* [INSTRUCTIONS TO FOLLOW]: Each line of the entries below that includes "ApiEnvelope" belongs in your answer.

* [DATA SUPPLIED]:

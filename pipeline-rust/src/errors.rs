use crate::{capture::CaptureError, store::StageKey};
use thiserror::Error;

#[derive(Debug, Error)]
pub enum PipelineError {
    /// The remote analysis service failed; see [`jobprep_sdk::BackendError`]
    /// for the transport/service distinction.
    #[error("Backend error: {0}")]
    Backend(#[from] jobprep_sdk::BackendError),
    /// A required artifact from an earlier stage is not in the store.
    #[error("Missing artifact `{0}` — complete the earlier stage first")]
    MissingArtifact(StageKey),
    /// The stored question set exists but is empty.
    #[error("The stored interview question set is empty")]
    NoQuestions,
    /// The selected file has no content.
    #[error("The selected file `{0}` is empty")]
    EmptyFile(String),
    /// The selected file could not be decoded for its classification.
    #[error("Could not read `{0}`: {1}")]
    UnreadableFile(String, String),
    /// The file classification is not accepted by the target stage.
    #[error("Unsupported file type for this stage: `{0}`")]
    UnsupportedFile(String),
    /// The audio capture device failed or was denied.
    #[error("Capture error: {0}")]
    Capture(#[from] CaptureError),
    /// Recording stopped without capturing any audio.
    #[error("The recording is empty")]
    EmptyRecording,
    /// The operation is not valid in the engine's current phase.
    #[error("Invalid state: {0}")]
    State(&'static str),
    #[error("Invariant: {0}")]
    Invariant(String),
}
use crate::{
    backend::AnalysisBackend,
    client_utils::send_json,
    errors::BackendResult,
    types::{
        EndInterviewRequest, FinalReport, GenerateQuestionsRequest, InteractRequest,
        InterviewQuestion, JobAnalysis, JobAnalysisRequest, ResumeAnalysis, ResumeAnalysisRequest,
        TurnOutcome,
    },
};
use reqwest::Client;
use std::time::Duration;

const DEFAULT_TIMEOUT: Duration = Duration::from_secs(60);

/// reqwest-backed implementation of [`AnalysisBackend`].
pub struct HttpBackend {
    base_url: String,
    timeout: Duration,
    client: Client,
}

/// Options to construct an [`HttpBackend`].
#[derive(Debug, Clone, Default)]
pub struct HttpBackendOptions {
    /// Base URL of the analysis service.
    pub base_url: String,
    /// Per-request timeout. Defaults to 60 seconds. There is no retry
    /// policy: a timed-out request is surfaced as a transport error.
    pub timeout: Option<Duration>,
}

impl HttpBackend {
    #[must_use]
    pub fn new(options: HttpBackendOptions) -> Self {
        Self {
            base_url: options.base_url.trim_end_matches('/').to_string(),
            timeout: options.timeout.unwrap_or(DEFAULT_TIMEOUT),
            client: Client::new(),
        }
    }

    fn url(&self, path: &str) -> String {
        format!("{}/{path}", self.base_url)
    }
}

#[async_trait::async_trait]
impl AnalysisBackend for HttpBackend {
    async fn analyze_job(&self, request: JobAnalysisRequest) -> BackendResult<JobAnalysis> {
        send_json(&self.client, &self.url("jdAnalysis"), &request, self.timeout).await
    }

    async fn analyze_resume(
        &self,
        request: ResumeAnalysisRequest,
    ) -> BackendResult<ResumeAnalysis> {
        send_json(
            &self.client,
            &self.url("resumeAnalysis"),
            &request,
            self.timeout,
        )
        .await
    }

    async fn generate_questions(
        &self,
        request: GenerateQuestionsRequest,
    ) -> BackendResult<Vec<InterviewQuestion>> {
        send_json(
            &self.client,
            &self.url("generateInterviewQuestions"),
            &request,
            self.timeout,
        )
        .await
    }

    async fn interact(&self, request: InteractRequest) -> BackendResult<TurnOutcome> {
        send_json(
            &self.client,
            &self.url("interview/interact"),
            &request,
            self.timeout,
        )
        .await
    }

    async fn end_interview(&self, request: EndInterviewRequest) -> BackendResult<FinalReport> {
        send_json(
            &self.client,
            &self.url("interview/end"),
            &request,
            self.timeout,
        )
        .await
    }
}
use std::sync::Arc;

use jobprep_pipeline::{
    ArtifactStoreExt, PipelineError, QuestionGenerator, SessionStore, StageKey,
};
use jobprep_sdk::{
    jobprep_sdk_test::MockBackend, InterviewQuestion, JobDescriptionPayload, ResumePayload,
};

fn seeded_store() -> Arc<SessionStore> {
    let store = Arc::new(SessionStore::new());
    store
        .put_resume(&ResumePayload {
            resume: "cmVzdW1l".to_string(),
        })
        .unwrap();
    store
}

#[tokio::test]
async fn generation_requires_a_stored_resume() {
    let backend = Arc::new(MockBackend::new());
    let store = Arc::new(SessionStore::new());
    let generator = QuestionGenerator::new(backend.clone(), store);

    let error = generator.generate("user-1").await.unwrap_err();

    assert!(matches!(
        error,
        PipelineError::MissingArtifact(StageKey::ResumeRaw)
    ));
    assert!(backend.tracked_question_requests().is_empty());
}

#[tokio::test]
async fn generated_questions_are_persisted_for_the_interview() {
    let backend = Arc::new(MockBackend::new());
    let questions = vec![
        InterviewQuestion::new("Walk me through your last project."),
        InterviewQuestion::new("Why this role?"),
    ];
    backend.enqueue_questions(Ok(questions.clone()));
    let store = seeded_store();
    let generator = QuestionGenerator::new(backend.clone(), store.clone());

    let generated = generator.generate("user-1").await.unwrap();

    assert_eq!(generated, questions);
    assert_eq!(store.get_questions(), Some(questions));
    let tracked = backend.tracked_question_requests();
    assert_eq!(tracked[0].resume, "cmVzdW1l");
    assert_eq!(tracked[0].user_id, "user-1");
    assert_eq!(tracked[0].job_description, None);
}

#[tokio::test]
async fn the_stored_job_description_is_attached_when_present() {
    let backend = Arc::new(MockBackend::new());
    backend.enqueue_questions(Ok(vec![InterviewQuestion::new("Why us?")]));
    let store = seeded_store();
    store
        .put_job_description(&JobDescriptionPayload::text("the jd"))
        .unwrap();
    let generator = QuestionGenerator::new(backend.clone(), store);

    generator.generate("user-1").await.unwrap();

    let tracked = backend.tracked_question_requests();
    assert_eq!(
        tracked[0]
            .job_description
            .as_ref()
            .and_then(|jd| jd.jd.as_deref()),
        Some("the jd")
    );
}

#[tokio::test]
async fn regeneration_discards_the_prior_set() {
    let backend = Arc::new(MockBackend::new());
    backend
        .enqueue_questions(Ok(vec![InterviewQuestion::new("old question")]))
        .enqueue_questions(Ok(vec![
            InterviewQuestion::new("new question"),
            InterviewQuestion::new("another new question"),
        ]));
    let store = seeded_store();
    let generator = QuestionGenerator::new(backend.clone(), store.clone());

    generator.generate("user-1").await.unwrap();
    generator.generate("user-1").await.unwrap();

    let stored = store.get_questions().unwrap();
    assert_eq!(stored.len(), 2);
    assert_eq!(stored[0].question, "new question");
}

#[tokio::test]
async fn a_failed_generation_keeps_the_prior_set() {
    let backend = Arc::new(MockBackend::new());
    backend
        .enqueue_questions(Ok(vec![InterviewQuestion::new("kept question")]))
        .enqueue_questions(Err(jobprep_sdk::BackendError::Service(
            "generator unavailable".to_string(),
        )));
    let store = seeded_store();
    let generator = QuestionGenerator::new(backend.clone(), store.clone());

    generator.generate("user-1").await.unwrap();
    generator.generate("user-1").await.unwrap_err();

    let stored = store.get_questions().unwrap();
    assert_eq!(stored[0].question, "kept question");
}
use serde::{Deserialize, Serialize};
use std::fmt;

use crate::errors::{BackendError, BackendResult};

/// The envelope every service response is wrapped in.
/// `success: true` must carry `data`; `success: false` carries `errorMsg`.
#[derive(Debug, Clone, Serialize, Deserialize)]
pub struct ApiEnvelope<T> {
    pub success: bool,
    #[serde(skip_serializing_if = "Option::is_none")]
    pub data: Option<T>,
    #[serde(rename = "errorMsg", skip_serializing_if = "Option::is_none")]
    pub error_msg: Option<String>,
}

impl<T> ApiEnvelope<T> {
    /// Unwrap the envelope into the carried data or the service error.
    pub fn into_result(self) -> BackendResult<T> {
        if !self.success {
            return Err(BackendError::Service(self.error_msg.unwrap_or_else(|| {
                "service reported failure without a message".to_string()
            })));
        }
        self.data
            .ok_or_else(|| BackendError::Invariant("success response without data".to_string()))
    }
}

/// A raw job description as submitted for analysis. Exactly one of the two
/// fields is set: `jd` for plain text, `jd_img` for a base64-encoded image.
#[derive(Debug, Clone, Default, PartialEq, Eq, Serialize, Deserialize)]
#[cfg_attr(feature = "utoipa", derive(utoipa::ToSchema))]
pub struct JobDescriptionPayload {
    /// The job description as plain text.
    #[serde(skip_serializing_if = "Option::is_none")]
    pub jd: Option<String>,
    /// The job description as a base64-encoded image, data-URL prefix
    /// stripped.
    #[serde(rename = "jdImg", skip_serializing_if = "Option::is_none")]
    pub jd_img: Option<String>,
}

impl JobDescriptionPayload {
    /// A payload carrying the job description as plain text.
    #[must_use]
    pub fn text(jd: impl Into<String>) -> Self {
        Self {
            jd: Some(jd.into()),
            jd_img: None,
        }
    }

    /// A payload carrying the job description as a base64-encoded image.
    #[must_use]
    pub fn image(jd_img: impl Into<String>) -> Self {
        Self {
            jd: None,
            jd_img: Some(jd_img.into()),
        }
    }
}

/// A raw resume as submitted for analysis: the base64-encoded PDF, data-URL
/// prefix stripped.
#[derive(Debug, Clone, PartialEq, Eq, Serialize, Deserialize)]
#[cfg_attr(feature = "utoipa", derive(utoipa::ToSchema))]
pub struct ResumePayload {
    pub resume: String,
}

/// Request body for the `jdAnalysis` endpoint.
#[derive(Debug, Clone, Serialize, Deserialize)]
#[serde(rename_all = "camelCase")]
pub struct JobAnalysisRequest {
    #[serde(flatten)]
    pub job_description: JobDescriptionPayload,
    pub user_id: String,
}

/// Structured analysis of a job description.
#[derive(Debug, Clone, Serialize, Deserialize)]
#[cfg_attr(feature = "utoipa", derive(utoipa::ToSchema))]
#[serde(rename_all = "camelCase")]
pub struct JobAnalysis {
    pub job_title: String,
    pub job_summary: String,
    pub competency_analysis: CompetencyAnalysis,
    pub responsibility_analysis: ResponsibilityAnalysis,
    pub company_insights: CompanyInsights,
    pub application_strategy: ApplicationStrategy,
}

/// Skills and keywords the role asks for.
#[derive(Debug, Clone, Serialize, Deserialize)]
#[cfg_attr(feature = "utoipa", derive(utoipa::ToSchema))]
#[serde(rename_all = "camelCase")]
pub struct CompetencyAnalysis {
    pub hard_skills: Vec<String>,
    pub soft_skills: Vec<String>,
    pub preferred_qualifications: Vec<String>,
    pub keywords: Vec<String>,
}

/// What the role actually involves day to day.
#[derive(Debug, Clone, Serialize, Deserialize)]
#[cfg_attr(feature = "utoipa", derive(utoipa::ToSchema))]
#[serde(rename_all = "camelCase")]
pub struct ResponsibilityAnalysis {
    pub core_responsibilities: Vec<String>,
    pub potential_challenges: String,
}

/// Signals about the employer extracted from the posting.
#[derive(Debug, Clone, Serialize, Deserialize)]
#[cfg_attr(feature = "utoipa", derive(utoipa::ToSchema))]
#[serde(rename_all = "camelCase")]
pub struct CompanyInsights {
    pub culture_clues: Vec<String>,
    pub benefits_highlights: Vec<String>,
}

/// How to position an application for this role.
#[derive(Debug, Clone, Serialize, Deserialize)]
#[cfg_attr(feature = "utoipa", derive(utoipa::ToSchema))]
#[serde(rename_all = "camelCase")]
pub struct ApplicationStrategy {
    pub resume_focus: String,
    pub interview_questions: Vec<String>,
}

/// Request body for the `resumeAnalysis` endpoint. The job description is
/// attached when an earlier stage stored one.
#[derive(Debug, Clone, Serialize, Deserialize)]
pub struct ResumeAnalysisRequest {
    pub resume: String,
    #[serde(flatten)]
    pub job_description: Option<JobDescriptionPayload>,
}

/// How well a resume matches the job description.
#[derive(Debug, Clone, Serialize, Deserialize)]
#[cfg_attr(feature = "utoipa", derive(utoipa::ToSchema))]
#[serde(rename_all = "camelCase")]
pub struct ResumeAnalysis {
    pub match_score: f64,
    pub highlights: Vec<String>,
    pub improvement_areas: Vec<String>,
    pub tailoring_suggestions: Vec<String>,
}

/// Request body for the `generateInterviewQuestions` endpoint.
#[derive(Debug, Clone, Serialize, Deserialize)]
#[serde(rename_all = "camelCase")]
pub struct GenerateQuestionsRequest {
    pub resume: String,
    #[serde(flatten)]
    pub job_description: Option<JobDescriptionPayload>,
    pub user_id: String,
}

/// One prepared interview question, with a reference answer when the
/// service provides one. Follow-up questions inserted mid-interview carry
/// no answer.
#[derive(Debug, Clone, PartialEq, Eq, Serialize, Deserialize)]
#[cfg_attr(feature = "utoipa", derive(utoipa::ToSchema))]
pub struct InterviewQuestion {
    pub question: String,
    #[serde(skip_serializing_if = "Option::is_none")]
    pub answer: Option<String>,
}

impl InterviewQuestion {
    /// A question without a reference answer.
    #[must_use]
    pub fn new(question: impl Into<String>) -> Self {
        Self {
            question: question.into(),
            answer: None,
        }
    }
}

/// Request body for the `interview/interact` endpoint: one recorded answer
/// to the current question. `next_question` is omitted when the current
/// question is the last in the sequence.
#[derive(Debug, Clone, Serialize, Deserialize)]
#[serde(rename_all = "camelCase")]
pub struct InteractRequest {
    pub interview_id: String,
    pub question: String,
    /// The recorded answer, base64-encoded.
    pub answer_audio: String,
    #[serde(skip_serializing_if = "Option::is_none")]
    pub next_question: Option<String>,
}

/// The evaluation of one answered question. Append-only: one record per
/// submitted answer, in submission order.
#[derive(Debug, Clone, PartialEq, Eq, Serialize, Deserialize)]
#[cfg_attr(feature = "utoipa", derive(utoipa::ToSchema))]
pub struct TurnFeedback {
    pub question: String,
    pub transcript: String,
    pub evaluation: String,
}

/// What the interviewer decided to do after evaluating an answer.
#[derive(Debug, Clone, PartialEq, Eq, Serialize, Deserialize)]
#[serde(tag = "type")]
pub enum NextAction {
    /// Dig deeper into the previous answer with a server-supplied question.
    #[serde(rename = "ASK_FOLLOW_UP")]
    AskFollowUp { question: FollowUpQuestion },
    /// Move on to the next prepared question, or conclude when none is left.
    #[serde(rename = "PROCEED_TO_NEXT")]
    ProceedToNext,
    /// Any unrecognized action concludes the interview.
    #[serde(other)]
    Conclude,
}

/// The text of a server-generated follow-up question.
#[derive(Debug, Clone, PartialEq, Eq, Serialize, Deserialize)]
#[cfg_attr(feature = "utoipa", derive(utoipa::ToSchema))]
pub struct FollowUpQuestion {
    pub text: String,
}

/// Response data of the `interview/interact` endpoint.
#[derive(Debug, Clone, Serialize, Deserialize)]
#[serde(rename_all = "camelCase")]
pub struct TurnOutcome {
    pub feedback: TurnFeedback,
    pub next_action: NextAction,
}

/// Request body for the `interview/end` endpoint.
#[derive(Debug, Clone, Serialize, Deserialize)]
#[serde(rename_all = "camelCase")]
pub struct EndInterviewRequest {
    pub interview_id: String,
    pub interview_history: Vec<TurnFeedback>,
}

/// Overall score of a completed interview. The service reports a number or
/// a free-form grade; a locally synthesized report carries no score.
#[derive(Debug, Clone, Default, PartialEq, Serialize, Deserialize)]
#[serde(untagged)]
pub enum OverallScore {
    Number(f64),
    Grade(String),
    /// No score available. Serialized as `null`; displayed as "N/A".
    #[default]
    Unavailable,
}

impl fmt::Display for OverallScore {
    fn fmt(&self, f: &mut fmt::Formatter<'_>) -> fmt::Result {
        match self {
            Self::Number(score) => write!(f, "{score}"),
            Self::Grade(grade) => f.write_str(grade),
            Self::Unavailable => f.write_str("N/A"),
        }
    }
}

/// The final interview report, either produced by the service or
/// synthesized locally from cached per-turn feedback when the end-interview
/// call fails.
#[derive(Debug, Clone, Serialize, Deserialize)]
#[serde(rename_all = "camelCase")]
pub struct FinalReport {
    #[serde(default)]
    pub overall_score: OverallScore,
    pub summary: String,
    pub strengths: Vec<String>,
    pub areas_for_improvement: Vec<String>,
    pub detailed_feedback: Vec<TurnFeedback>,
}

* [YOUR RESPONSE]:
pub struct ApiEnvelope<T> {
impl<T> ApiEnvelope<T> {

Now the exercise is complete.